No Problem,,,I just can not think of what it is,,I just know it's not a honey bee.


----------



## hedges (May 18, 2013)

http://www.thefeaturedcreature.com/2010/10/bee-utiful-rare-solitary-bee-makes-its.html

This.


----------



## SimonB (Apr 1, 2013)

Hedges' link above looks similar to the leaf cutter bees we get here. Very similar colour and pattern. The leaf cutter bees like rose leaves apparently, along with a few other plants. They cut nice little circles out of the rose leaf and use the pieces to build thier nest (hive?). I haven't ever seen any of their homes, but now I have some idea what one might be like. The leaf cutter bees are similar size to honey bees, but they make a different sound, sort of more like a blow fly than a honey bee.
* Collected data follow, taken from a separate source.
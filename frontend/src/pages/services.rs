use yew::prelude::*;
use yew_router::prelude::*;

use crate::components::page_banner::PageBanner;
use crate::components::reveal::{Motion, Reveal};
use crate::components::scroll_top::use_scroll_to_top;
use crate::content::SERVICES;
use crate::sections::{contact_preview::ContactPreview, why_choose_us::WhyChooseUs};
use crate::Route;

#[function_component(Services)]
pub fn services() -> Html {
    use_scroll_to_top();

    html! {
        <main class="services-page">
            <PageBanner
                eyebrow="Our Services"
                title="Comprehensive Financial Solutions"
                subtitle="From audit and assurance to tax consulting, we offer a full spectrum of financial services tailored to your needs."
            />

            <section class="section-padding">
                <div class="container-custom service-details">
                    { for SERVICES.iter().enumerate().map(|(i, service)| {
                        let motion = if i % 2 == 0 { Motion::FadeLeft } else { Motion::FadeRight };
                        html! {
                            <Reveal motion={motion} start={0.75}>
                                <article id={service.id.slug()} class="service-detail">
                                    <div class="service-icon large">{service.glyph}</div>
                                    <div>
                                        <h2>{service.title}</h2>
                                        <p>{service.description}</p>
                                        <ul class="check-list">
                                            { for service.features.iter().map(|feature| html! {
                                                <li><span class="check">{"✔"}</span>{*feature}</li>
                                            }) }
                                        </ul>
                                        <Link<Route> to={Route::Contact} classes="text-link">
                                            {format!("Discuss {} →", service.title)}
                                        </Link<Route>>
                                    </div>
                                </article>
                            </Reveal>
                        }
                    }) }
                </div>
            </section>

            <WhyChooseUs />
            <ContactPreview />
        </main>
    }
}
Very interesting!
Simon


----------



## ElBee (Dec 29, 2013)

Texnana said:


> Yesterday, after working my two hives, I was watering plants on my patio, when out of the corner of my eye I saw what I thought was one of my honey bees with a huge load of white pollen. When I could finally step back far enough to focus on her, what I saw was a small bee carrying a rolled up piece of flower petal. She carried it head first into the throat of a scarlet mandevilla, unfurled it, and spent a minute or so tacking it down, then flew off. Within a very short time she was back with another, then another, and another. I think she probably brought in six or seven bits of some white petal before she climbed into her flowery bower, and rolled herself tightly round with her covers. I've never seen any thing like it and have been unsuccessful at finding out what kind of bee she might be. Any ideas?


Howdy, your bee is likely one from the family Megachilidae, and possibly in the genus _Megachile_ or _Anthidium_ however it may be from another member of this family. Determining the species from your observation is near to impossible, but rejoice in your unique experience.

Cheers


----------